Harsher penalties for concealing child sex abuse could be in place by the end of the year now Maitland Pastor Bob Cotton has notched up enough signatures to table the matter in parliament.
Pastor Cotton and fellow advocates have amassed 13,000 signatures on a petition pushing for an increase in the maximum jail sentence for concealing child sex abuse, which he hopes to have submitted in State Parliament in the next week.
The petition calls for the maximum penalty for the offence to be increased from two years jail to five years.
Half the signatures were gathered in the past two weeks following meetings Pastor Cotton had with Attorney General Mark Speakman and Police Minister Troy Grant.
Pastor Cotton said the meetings were “very positive” and both MPs were “very accommodating”.
He said he had received an “overwhelming” public response to the petition, and now it was time for the politicians to act on that.
“The people are on our side – 99 per cent of the people I approached wanted to sign,” he said.
“I hand it to them and they say ‘say no more’.
“The people are not happy [with the current laws] and the politicians need to listen.
“It’s an absolute no brainer.”
Based on the advice he has received, Pastor Cotton said he was hopeful of the matter being discussed and voted on before parliament breaks up in November and prior to the government caretaker mode ahead of the 2019 election.
One politician who is behind the idea is Parliamentary Secretary for the Hunter Scot MacDonald, who was one of the first few thousand to sign.
Mr MacDonald supported minor changes to the concealment laws introduced in parliament back in May, which kept the maximum penalty for the offence at two years. But he thinks they should be harsher.

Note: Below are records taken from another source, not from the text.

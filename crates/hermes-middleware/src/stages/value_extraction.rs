//! Payload value extraction into a variables store.

use crate::context::{context_or_empty, ContextGenerator, EmptyContextGenerator};
use crate::middleware::{BoxFuture, Middleware, Next};
use crate::types::{value_to_string, Request, RequestExt, Response, ResponseExt};
use hermes_core::{extract, ConfigError, ErrorEnvelope, KeySeparator, PathSpec};
use http::StatusCode;
use std::sync::Arc;

/// Capability for storing extracted key/value pairs, typically into the
/// process environment or an equivalent per-request variable scope.
pub trait VariablesStore: Send + Sync + 'static {
    /// Stores `value` under `key`.
    fn store(&self, key: &str, value: &str);
}

/// Store backed by the process environment.
#[derive(Debug, Clone, Copy, Default)]
pub struct EnvVariablesStorage;

impl VariablesStore for EnvVariablesStorage {
    fn store(&self, key: &str, value: &str) {
        std::env::set_var(key, value);
    }
}

/// Middleware that extracts one value from the parsed payload and
/// publishes it to a [`VariablesStore`] under a configured key.
///
/// The extracted value must be a primitive; objects and arrays are
/// rejected. On success the original request is forwarded unchanged -
/// the extraction is purely a side effect.
///
/// # Example
///
/// ```ignore
/// use hermes_middleware::stages::{EnvVariablesStorage, PayloadValueExtractionMiddleware};
/// use hermes_core::PathSpec;
///
/// let middleware = PayloadValueExtractionMiddleware::new(
///     EnvVariablesStorage,
///     PathSpec::parse("message.attributes.target"),
///     "MESSAGE_TARGET",
/// )?;
/// ```
pub struct PayloadValueExtractionMiddleware<S> {
    store: S,
    path: PathSpec,
    store_key: String,
    context_generator: Arc<dyn ContextGenerator>,
    separator: KeySeparator,
    reject_status: StatusCode,
}

impl<S> std::fmt::Debug for PayloadValueExtractionMiddleware<S> {
    fn fmt(&self, f: &mut std::fmt::Formatter<'_>) -> std::fmt::Result {
        f.debug_struct("PayloadValueExtractionMiddleware")
            .field("path", &self.path)
            .field("store_key", &self.store_key)
            .field("separator", &self.separator)
            .field("reject_status", &self.reject_status)
            .finish_non_exhaustive()
    }
}

impl<S: VariablesStore> PayloadValueExtractionMiddleware<S> {
    /// Creates the middleware.
    ///
    /// # Errors
    ///
    /// Returns [`ConfigError::EmptyPathSpec`] when `path` names no keys;
    /// an empty path would extract the whole payload, which is never a
    /// primitive.
    pub fn new(store: S, path: PathSpec, store_key: impl Into<String>) -> Result<Self, ConfigError> {
        if path.is_empty() {
            return Err(ConfigError::EmptyPathSpec);
        }

        Ok(Self {
            store,
            path,
            store_key: store_key.into(),
            context_generator: Arc::new(EmptyContextGenerator),
            separator: KeySeparator::Comma,
            reject_status: StatusCode::OK,
        })
    }

    /// Sets the context generator used for log correlation.
    #[must_use]
    pub fn with_context_generator(mut self, generator: impl ContextGenerator) -> Self {
        self.context_generator = Arc::new(generator);
        self
    }

    /// Sets the separator used when formatting the traversed key prefix
    /// in error messages.
    #[must_use]
    pub fn with_separator(mut self, separator: KeySeparator) -> Self {
        self.separator = separator;
        self
    }

    /// Sets the HTTP status used on rejection responses.
    #[must_use]
    pub fn with_reject_status(mut self, status: StatusCode) -> Self {
        self.reject_status = status;
        self
    }
}

impl<S: VariablesStore> Middleware for PayloadValueExtractionMiddleware<S> {
    fn name(&self) -> &'static str {
        "payload_value_extraction"
    }

    fn process<'a>(&'a self, request: Request, next: Next<'a>) -> BoxFuture<'a, Response> {
        Box::pin(async move {
            let context = context_or_empty(self.context_generator.as_ref(), &request).await;

            let verdict = match request.parsed_body() {
                Some(payload) if payload.is_object() => match extract(payload, &self.path) {
                    Ok(value) if value.is_object() || value.is_array() => {
                        Err("Extracted value should be of a primitive type".to_string())
                    }
                    Ok(value) => Ok(value_to_string(value)),
                    Err(missing) => Err(format!(
                        "Missing key: [{}] in the payload path: [{}]",
                        missing.key,
                        missing.traversed_path(self.separator)
                    )),
                },
                _ => Err("No payload supplied".to_string()),
            };

            match verdict {
                Ok(value) => {
                    tracing::info!(
                        context = %context,
                        key = %self.store_key,
                        value = %value,
                        "Storing extracted payload value"
                    );
                    self.store.store(&self.store_key, &value);
                    next.run(request).await
                }
                Err(message) => {
                    tracing::error!(context = %context, "{}", message);
                    Response::envelope(self.reject_status, &ErrorEnvelope::bad_request(message))
                }
            }
        })
    }
}

#[cfg(test)]
mod tests {
    use super::*;
    use bytes::Bytes;
    use hermes_core::ErrorEnvelope;
    use http_body_util::{BodyExt, Full};
    use serde_json::json;
    use std::sync::atomic::{AtomicUsize, Ordering};
    use std::sync::Mutex;

    #[derive(Default)]
    struct RecordingStore {
        stored: Mutex<Vec<(String, String)>>,
    }

    impl VariablesStore for Arc<RecordingStore> {
        fn store(&self, key: &str, value: &str) {
            self.stored
                .lock()
                .unwrap()
                .push((key.to_string(), value.to_string()));
        }
    }

    fn request_with_payload(payload: Option<serde_json::Value>) -> Request {
        let request: Request = http::Request::builder()
            .method("POST")
            .uri("/push")
            .body(Full::new(Bytes::new()))
            .unwrap();
        match payload {
            Some(value) => request.with_parsed_body(value),
            None => request,
        }
    }

    fn counting_handler(calls: Arc<AtomicUsize>) -> Next<'static> {
        Next::handler(move |_req| {
            Box::pin(async move {
                calls.fetch_add(1, Ordering::SeqCst);
                http::Response::builder()
                    .status(StatusCode::OK)
                    .body(Full::new(Bytes::new()))
                    .unwrap()
            })
        })
    }

    async fn envelope_of(response: Response) -> ErrorEnvelope {
        let body = response
            .into_body()
            .collect()
            .await
            .map(http_body_util::Collected::to_bytes)
            .unwrap_or_default();
        serde_json::from_slice(&body).unwrap()
    }

    fn middleware(
        store: Arc<RecordingStore>,
        path: &str,
    ) -> PayloadValueExtractionMiddleware<Arc<RecordingStore>> {
        PayloadValueExtractionMiddleware::new(store, PathSpec::parse(path), "STORE_KEY").unwrap()
    }

    #[test]
    fn test_empty_path_is_a_configuration_error() {
        let err = PayloadValueExtractionMiddleware::new(
            Arc::new(RecordingStore::default()),
            PathSpec::default(),
            "STORE_KEY",
        )
        .unwrap_err();

        assert_eq!(err, ConfigError::EmptyPathSpec);
    }

    #[tokio::test]
    async fn test_stores_extracted_primitive_and_forwards() {
        let store = Arc::new(RecordingStore::default());
        let mw = middleware(store.clone(), "message.attributes.target");
        let calls = Arc::new(AtomicUsize::new(0));

        let request = request_with_payload(Some(json!({
            "message": {"attributes": {"target": "user-service"}}
        })));

        let response = mw.process(request, counting_handler(calls.clone())).await;

        assert_eq!(response.status(), StatusCode::OK);
        assert_eq!(calls.load(Ordering::SeqCst), 1);
        assert_eq!(
            *store.stored.lock().unwrap(),
            vec![("STORE_KEY".to_string(), "user-service".to_string())]
        );
    }

    #[tokio::test]
    async fn test_numeric_value_is_rendered_as_string() {
        let store = Arc::new(RecordingStore::default());
        let mw = middleware(store.clone(), "count");
        let calls = Arc::new(AtomicUsize::new(0));

        mw.process(
            request_with_payload(Some(json!({"count": 42}))),
            counting_handler(calls),
        )
        .await;

        assert_eq!(
            *store.stored.lock().unwrap(),
            vec![("STORE_KEY".to_string(), "42".to_string())]
        );
    }

    #[tokio::test]
    async fn test_missing_payload_rejects() {
        let store = Arc::new(RecordingStore::default());
        let mw = middleware(store.clone(), "a.b");
        let calls = Arc::new(AtomicUsize::new(0));

        let response = mw
            .process(request_with_payload(None), counting_handler(calls.clone()))
            .await;

        assert_eq!(response.status(), StatusCode::OK);
        assert_eq!(calls.load(Ordering::SeqCst), 0);

        let envelope = envelope_of(response).await;
        assert_eq!(envelope.status, "Bad request");
        assert_eq!(envelope.message, "No payload supplied");
    }

    #[tokio::test]
    async fn test_non_object_payload_rejects() {
        let store = Arc::new(RecordingStore::default());
        let mw = middleware(store, "a.b");
        let calls = Arc::new(AtomicUsize::new(0));

        let response = mw
            .process(
                request_with_payload(Some(json!(["not", "a", "map"]))),
                counting_handler(calls),
            )
            .await;

        let envelope = envelope_of(response).await;
        assert_eq!(envelope.message, "No payload supplied");
    }

    #[tokio::test]
    async fn test_missing_key_names_prefix_with_comma_separator() {
        let store = Arc::new(RecordingStore::default());
        let mw = middleware(store, "key1.key2.key3");
        let calls = Arc::new(AtomicUsize::new(0));

        let response = mw
            .process(
                request_with_payload(Some(json!({"key1": {"key2": []}}))),
                counting_handler(calls.clone()),
            )
            .await;

        assert_eq!(calls.load(Ordering::SeqCst), 0);
        let envelope = envelope_of(response).await;
        assert_eq!(
            envelope.message,
            "Missing key: [key3] in the payload path: [key1,key2]"
        );
    }

    #[tokio::test]
    async fn test_separator_is_configurable() {
        let store = Arc::new(RecordingStore::default());
        let mw = middleware(store, "key1.key2.key3").with_separator(KeySeparator::Dot);
        let calls = Arc::new(AtomicUsize::new(0));

        let response = mw
            .process(
                request_with_payload(Some(json!({"key1": {"key2": {}}}))),
                counting_handler(calls),
            )
            .await;

        let envelope = envelope_of(response).await;
        assert_eq!(
            envelope.message,
            "Missing key: [key3] in the payload path: [key1.key2]"
        );
    }

    #[tokio::test]
    async fn test_non_primitive_value_rejects() {
        let store = Arc::new(RecordingStore::default());
        let mw = middleware(store.clone(), "message");
        let calls = Arc::new(AtomicUsize::new(0));

        let response = mw
            .process(
                request_with_payload(Some(json!({"message": {"nested": true}}))),
                counting_handler(calls.clone()),
            )
            .await;

        assert_eq!(calls.load(Ordering::SeqCst), 0);
        assert!(store.stored.lock().unwrap().is_empty());

        let envelope = envelope_of(response).await;
        assert_eq!(
            envelope.message,
            "Extracted value should be of a primitive type"
        );
    }

    #[test]
    fn test_middleware_name() {
        let mw = middleware(Arc::new(RecordingStore::default()), "a");
        assert_eq!(mw.name(), "payload_value_extraction");
    }
}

“We had a tightening of Section 316, I was comfortable with that,” he said. “There was no way I would have voted against that.
“But I think it needs to go further. It’s a step by step approach.”
Mr MacDonald said through speaking with child sex abuse survivors and advocates over the years and reading the Royal Commission’s findings, he believed failure to report was at the core of the problem of institutional child sex abuse.
“It enables abusers to be shifted around,” he said. “The institutions have to be held to account.”
Mr MacDonald wrote to Mr Speakman expressing his support of a review of the penalties, which he said “do not provide sufficient incentive to prioritise child protection”.
“I think my job is to keep it in the face of the government,” Mr MacDonald said.